CDC: 2017-18 flu season had 'record-breaking' hospitalization rates

U.S. influenza activity decreased for the fifth week in a row, but the CDC expects sporadic flu activity to continue for several more weeks, according to the agency's most recent FluView report.

Here are five things to know.

1. Only 1 of 10 U.S. regions reported outpatient flu activity at or above region-specific baselines for the week ending May 5. The percentage of outpatient visits for influenza-like illness remained at 1.5 percent from the week prior, which falls below the 2.2 percent national baseline.

2. The percentage of respiratory specimens testing positive for flu dropped from 7.4 percent in the week ending April 28 to 6.5 percent in the week ending May 5. The agency confirmed 252 positive specimens for influenza A and 469 positive specimens for influenza B in the week ending May 5.

3. The CDC reported 30,429 laboratory-confirmed flu-associated hospitalizations from Oct. 1, 2017, through April 30, 2018. The overall flu-associated hospitalization rate was 106.5 per 100,000 population.

"Hospitalization rates this season have been record-breaking, exceeding end-of-season hospitalization rates for 2014-2015, a high severity, H3N2-predominant season," the CDC wrote in a summary of the weekly flu report.

4. The agency reported two pediatric flu deaths for the week, which brings the total count of flu-associated pediatric deaths to 165 for the 2017-18 flu season.
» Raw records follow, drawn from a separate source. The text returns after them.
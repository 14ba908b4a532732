//! Aggregation helpers for the dashboard and goal views.

use chrono::{DateTime, NaiveDate, Utc};

/// How many of the most-recent rows per log type the dashboard considers
/// when computing today's totals. Entries beyond the window are ignored
/// even when they were recorded today, so a day with more than five logs
/// of one type under-counts. Intentional: the totals describe "recent
/// activity that happened today", not a full daily ledger.
pub const DASHBOARD_RECENT_WINDOW: i64 = 5;

/// Sum `metric` over the rows recorded on `day`. Callers pass the bounded
/// recent window fetched for the dashboard (newest first); this function
/// only filters and sums.
pub fn sum_for_day<T>(
    rows: &[T],
    day: NaiveDate,
    recorded_at: impl Fn(&T) -> DateTime<Utc>,
    metric: impl Fn(&T) -> f64,
) -> f64 {
    rows.iter()
        .filter(|r| recorded_at(r).date_naive() == day)
        .map(metric)
        .sum()
}

/// Completion state after a progress update: flips to true once the
/// current value reaches the target, and never flips back.
pub fn goal_completed(current_value: f64, target_value: f64, already_completed: bool) -> bool {
    already_completed || current_value >= target_value
}

#[cfg(test)]
mod tests {
    use super::*;
    use chrono::{Duration, TimeZone};

    fn at(day: NaiveDate, hour: u32) -> DateTime<Utc> {
        Utc.from_utc_datetime(&day.and_hms_opt(hour, 0, 0).unwrap())
    }

    #[test]
    fn sums_only_rows_from_the_given_day() {
        let today = NaiveDate::from_ymd_opt(2026, 8, 7).unwrap();
        let yesterday = today - Duration::days(1);
        let rows = vec![
            (at(today, 8), 0.5),
            (at(yesterday, 22), 1.0),
            (at(today, 12), 0.25),
        ];

        let total = sum_for_day(&rows, today, |r| r.0, |r| r.1);
        assert!((total - 0.75).abs() < 1e-9);
    }

    #[test]
    fn empty_rows_sum_to_zero() {
        let today = NaiveDate::from_ymd_opt(2026, 8, 7).unwrap();
        let rows: Vec<(DateTime<Utc>, f64)> = vec![];
        assert_eq!(sum_for_day(&rows, today, |r| r.0, |r| r.1), 0.0);
    }

    #[test]
    fn bounded_window_under_counts_busy_days() {
        // Eight entries today, but the dashboard only ever sees the five
        // most recent. The total reflects those five, not all eight.
        let today = NaiveDate::from_ymd_opt(2026, 8, 7).unwrap();
        let all: Vec<(DateTime<Utc>, f64)> = (0..8).map(|h| (at(today, 8 + h), 1.0)).collect();

        let mut newest_first = all.clone();
        newest_first.sort_by_key(|r| std::cmp::Reverse(r.0));
        let window: Vec<_> = newest_first
            .into_iter()
            .take(DASHBOARD_RECENT_WINDOW as usize)
            .collect();

        let total = sum_for_day(&window, today, |r| r.0, |r| r.1);
        assert_eq!(total, 5.0);

        let unbounded = sum_for_day(&all, today, |r| r.0, |r| r.1);
        assert_eq!(unbounded, 8.0);
    }

    #[test]
    fn goal_completes_at_target() {
        assert!(goal_completed(10.0, 10.0, false));
        assert!(goal_completed(12.5, 10.0, false));
        assert!(!goal_completed(9.9, 10.0, false));
    }

    #[test]
    fn goal_completion_never_reverts() {
        // Completed once, a later lower value keeps it completed.
        assert!(goal_completed(3.0, 10.0, true));
    }
}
5. Connecticut, Massachusetts and New York reported widespread flu activity for the week ending May 5. Guam, Puerto Rico and four states reported regional flu activity; 16 states reported local flu activity; Washington, D.C., and 25 states reported sporadic activity — up 11 states from a week prior — and the U.S. Virgin Islands and two states reported no flu activity.